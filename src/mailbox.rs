//! Host side of the packet core's shared-memory mailbox.
//!
//! The packet core exposes one transmit and one receive slot in a window of
//! 32-bit words. Each slot has a data area, a length word and a mailbox word.
//! A mailbox value of 1 means the slot holds a frame for the other side and 0
//! means it is free. Frame bytes are packed little-endian into the data words.

use crate::{volatile_read_write::VolatileReadWrite, Error};
use core::ptr::NonNull;

// Offsets in 32-bit words.
const TX_DATA: usize = 0x000;
const TX_CONTROL: usize = 0x180;
const TX_MAIL: usize = 0x190;
const TX_LENGTH: usize = 0x194;
const RX_DATA: usize = 0x200;
const RX_CONTROL: usize = 0x380;
const RX_MAIL: usize = 0x390;
const RX_LENGTH: usize = 0x394;

/// Stream side-channel words written with every transmitted frame.
const TX_CONTROL_WORDS: [u32; 2] = [0xA000_0000, 0x0000_0002];

/// Bytes available in either data area.
pub const MAILBOX_CAPACITY: usize = (TX_CONTROL - TX_DATA) * 4;

/// Words a window must span to reach every mailbox register.
pub const WINDOW_WORDS: usize = RX_LENGTH + 1;

const MAIL_EMPTY: u32 = 0;
const MAIL_FULL: u32 = 1;

/// Word-addressed access to the mailbox memory.
pub trait MailboxWindow {
    fn read_word(&self, offset: usize) -> u32;
    fn write_word(&mut self, offset: usize, value: u32);
}

/// A mapped window accessed with volatile word reads and writes.
pub struct MappedWindow {
    base: NonNull<u32>,
    words: usize,
}

// Only reachable through the `Mailbox` that owns it.
unsafe impl Send for MappedWindow {}

impl MappedWindow {
    /// # Safety
    ///
    /// `base` must point to at least `words` readable and writable `u32`s that
    /// stay mapped for the lifetime of the window.
    pub unsafe fn new(base: NonNull<u32>, words: usize) -> Self {
        MappedWindow { base, words }
    }

    fn word(&self, offset: usize) -> *mut u32 {
        if offset >= self.words {
            panic!("mailbox offset {:#x} outside a {} word window", offset, self.words);
        }
        unsafe { self.base.as_ptr().add(offset) }
    }
}

impl MailboxWindow for MappedWindow {
    fn read_word(&self, offset: usize) -> u32 {
        unsafe { (*self.word(offset)).read_volatile() }
    }

    fn write_word(&mut self, offset: usize, value: u32) {
        unsafe { (*self.word(offset)).write_volatile(value) }
    }
}

pub struct Mailbox<W: MailboxWindow> {
    window: W,
}

impl<W: MailboxWindow> Mailbox<W> {
    pub fn new(window: W) -> Self {
        Mailbox { window }
    }

    pub fn free(self) -> W {
        self.window
    }

    /// `true` while the packet core has not yet taken the last frame sent.
    pub fn is_transmit_busy(&self) -> bool {
        self.window.read_word(TX_MAIL) != MAIL_EMPTY
    }

    /// `true` when a received frame is waiting.
    pub fn has_frame(&self) -> bool {
        self.window.read_word(RX_MAIL) == MAIL_FULL
    }

    /// Places one frame in the transmit slot. `WouldBlock` until the packet core
    /// has consumed the previous one.
    pub fn send(&mut self, frame: &[u8]) -> nb::Result<(), Error> {
        if frame.is_empty() || frame.len() > MAILBOX_CAPACITY {
            return Err(nb::Error::Other(Error::InvalidLength));
        }
        if self.is_transmit_busy() {
            return Err(nb::Error::WouldBlock);
        }

        for (i, chunk) in frame.chunks(4).enumerate() {
            let mut word = [0u8; 4];
            word[..chunk.len()].copy_from_slice(chunk);
            self.window.write_word(TX_DATA + i, u32::from_le_bytes(word));
        }
        self.window.write_word(TX_LENGTH, frame.len() as u32);
        self.window.write_word(TX_CONTROL, TX_CONTROL_WORDS[0]);
        self.window.write_word(TX_CONTROL + 1, TX_CONTROL_WORDS[1]);
        self.window.write_word(TX_MAIL, MAIL_FULL);

        defmt::trace!("mailbox tx {} bytes", frame.len());
        Ok(())
    }

    /// Copies the waiting frame into `buffer`, frees the receive slot and returns
    /// the frame length. `WouldBlock` while no frame is waiting.
    ///
    /// A frame that does not fit in `buffer` (or claims more than the data area
    /// holds) is discarded and reported as `Error::InvalidLength`.
    pub fn receive(&mut self, buffer: &mut [u8]) -> nb::Result<usize, Error> {
        if !self.has_frame() {
            return Err(nb::Error::WouldBlock);
        }

        let length = self.window.read_word(RX_LENGTH) as usize;
        if length > MAILBOX_CAPACITY || length > buffer.len() {
            defmt::warn!("mailbox rx discarding {} byte frame", length);
            self.window.write_word(RX_MAIL, MAIL_EMPTY);
            return Err(nb::Error::Other(Error::InvalidLength));
        }

        for (i, chunk) in buffer[..length].chunks_mut(4).enumerate() {
            let word = self.window.read_word(RX_DATA + i).to_le_bytes();
            chunk.copy_from_slice(&word[..chunk.len()]);
        }
        self.window.write_word(RX_MAIL, MAIL_EMPTY);

        defmt::trace!("mailbox rx {} bytes", length);
        Ok(length)
    }

    /// Control words the packet core attached to the waiting receive frame.
    pub fn receive_control(&self) -> [u32; 2] {
        [
            self.window.read_word(RX_CONTROL),
            self.window.read_word(RX_CONTROL + 1),
        ]
    }
}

________________________

### Work instruction:
Reproduce each entry exactly, with nothing missing.

### Reply:
filename src/mailbox.rs
//! Host side of the packet core's shared-memory mailbox.
//!
//! The packet core exposes one transmit and one receive slot in a window of
//! 32-bit words. Each slot has a data area, a length word and a mailbox word.
//! A mailbox value of 1 means the slot holds a frame for the other side and 0
//! means it is free. Frame bytes are packed little-endian into the data words.

use crate::{volatile_read_write::VolatileReadWrite, Error};
use core::ptr::NonNull;

// Offsets in 32-bit words.
const TX_DATA: usize = 0x000;
const TX_CONTROL: usize = 0x180;
const TX_MAIL: usize = 0x190;
const TX_LENGTH: usize = 0x194;
const RX_DATA: usize = 0x200;
const RX_CONTROL: usize = 0x380;
const RX_MAIL: usize = 0x390;
const RX_LENGTH: usize = 0x394;

/// Stream side-channel words written with every transmitted frame.
const TX_CONTROL_WORDS: [u32; 2] = [0xA000_0000, 0x0000_0002];

/// Bytes available in either data area.
pub const MAILBOX_CAPACITY: usize = (TX_CONTROL - TX_DATA) * 4;

/// Words a window must span to reach every mailbox register.
pub const WINDOW_WORDS: usize = RX_LENGTH + 1;

const MAIL_EMPTY: u32 = 0;
const MAIL_FULL: u32 = 1;

/// Word-addressed access to the mailbox memory.
pub trait MailboxWindow {
    fn read_word(&self, offset: usize) -> u32;
    fn write_word(&mut self, offset: usize, value: u32);
}

/// A mapped window accessed with volatile word reads and writes.
pub struct MappedWindow {
    base: NonNull<u32>,
    words: usize,
}

// Only reachable through the `Mailbox` that owns it.
unsafe impl Send for MappedWindow {}

impl MappedWindow {
    /// # Safety
    ///
    /// `base` must point to at least `words` readable and writable `u32`s that
    /// stay mapped for the lifetime of the window.
    pub unsafe fn new(base: NonNull<u32>, words: usize) -> Self {
        MappedWindow { base, words }
    }

    fn word(&self, offset: usize) -> *mut u32 {
        if offset >= self.words {
            panic!("mailbox offset {:#x} outside a {} word window", offset, self.words);
        }
        unsafe { self.base.as_ptr().add(offset) }
    }
}

impl MailboxWindow for MappedWindow {
    fn read_word(&self, offset: usize) -> u32 {
        unsafe { (*self.word(offset)).read_volatile() }
    }

    fn write_word(&mut self, offset: usize, value: u32) {
        unsafe { (*self.word(offset)).write_volatile(value) }
    }
}

pub struct Mailbox<W: MailboxWindow> {
    window: W,
}

impl<W: MailboxWindow> Mailbox<W> {
    pub fn new(window: W) -> Self {
        Mailbox { window }
    }

    pub fn free(self) -> W {
        self.window
    }

    /// `true` while the packet core has not yet taken the last frame sent.
    pub fn is_transmit_busy(&self) -> bool {
        self.window.read_word(TX_MAIL) != MAIL_EMPTY
    }

    /// `true` when a received frame is waiting.
    pub fn has_frame(&self) -> bool {
        self.window.read_word(RX_MAIL) == MAIL_FULL
    }

    /// Places one frame in the transmit slot. `WouldBlock` until the packet core
    /// has consumed the previous one.
    pub fn send(&mut self, frame: &[u8]) -> nb::Result<(), Error> {
        if frame.is_empty() || frame.len() > MAILBOX_CAPACITY {
            return Err(nb::Error::Other(Error::InvalidLength));
        }
        if self.is_transmit_busy() {
            return Err(nb::Error::WouldBlock);
        }

        for (i, chunk) in frame.chunks(4).enumerate() {
            let mut word = [0u8; 4];
            word[..chunk.len()].copy_from_slice(chunk);
            self.window.write_word(TX_DATA + i, u32::from_le_bytes(word));
        }
        self.window.write_word(TX_LENGTH, frame.len() as u32);
        self.window.write_word(TX_CONTROL, TX_CONTROL_WORDS[0]);
        self.window.write_word(TX_CONTROL + 1, TX_CONTROL_WORDS[1]);
        self.window.write_word(TX_MAIL, MAIL_FULL);

        defmt::trace!("mailbox tx {} bytes", frame.len());
        Ok(())
    }

    /// Copies the waiting frame into `buffer`, frees the receive slot and returns
    /// the frame length. `WouldBlock` while no frame is waiting.
    ///
    /// A frame that does not fit in `buffer` (or claims more than the data area
    /// holds) is discarded and reported as `Error::InvalidLength`.
    pub fn receive(&mut self, buffer: &mut [u8]) -> nb::Result<usize, Error> {
        if !self.has_frame() {
            return Err(nb::Error::WouldBlock);
        }

        let length = self.window.read_word(RX_LENGTH) as usize;
        if length > MAILBOX_CAPACITY || length > buffer.len() {
            defmt::warn!("mailbox rx discarding {} byte frame", length);
            self.window.write_word(RX_MAIL, MAIL_EMPTY);
            return Err(nb::Error::Other(Error::InvalidLength));
        }

        for (i, chunk) in buffer[..length].chunks_mut(4).enumerate() {
            let word = self.window.read_word(RX_DATA + i).to_le_bytes();
            chunk.copy_from_slice(&word[..chunk.len()]);
        }
        self.window.write_word(RX_MAIL, MAIL_EMPTY);

        defmt::trace!("mailbox rx {} bytes", length);
        Ok(length)
    }

    /// Control words the packet core attached to the waiting receive frame.
    pub fn receive_control(&self) -> [u32; 2] {
        [
            self.window.read_word(RX_CONTROL),
            self.window.read_word(RX_CONTROL + 1),
        ]
    }
}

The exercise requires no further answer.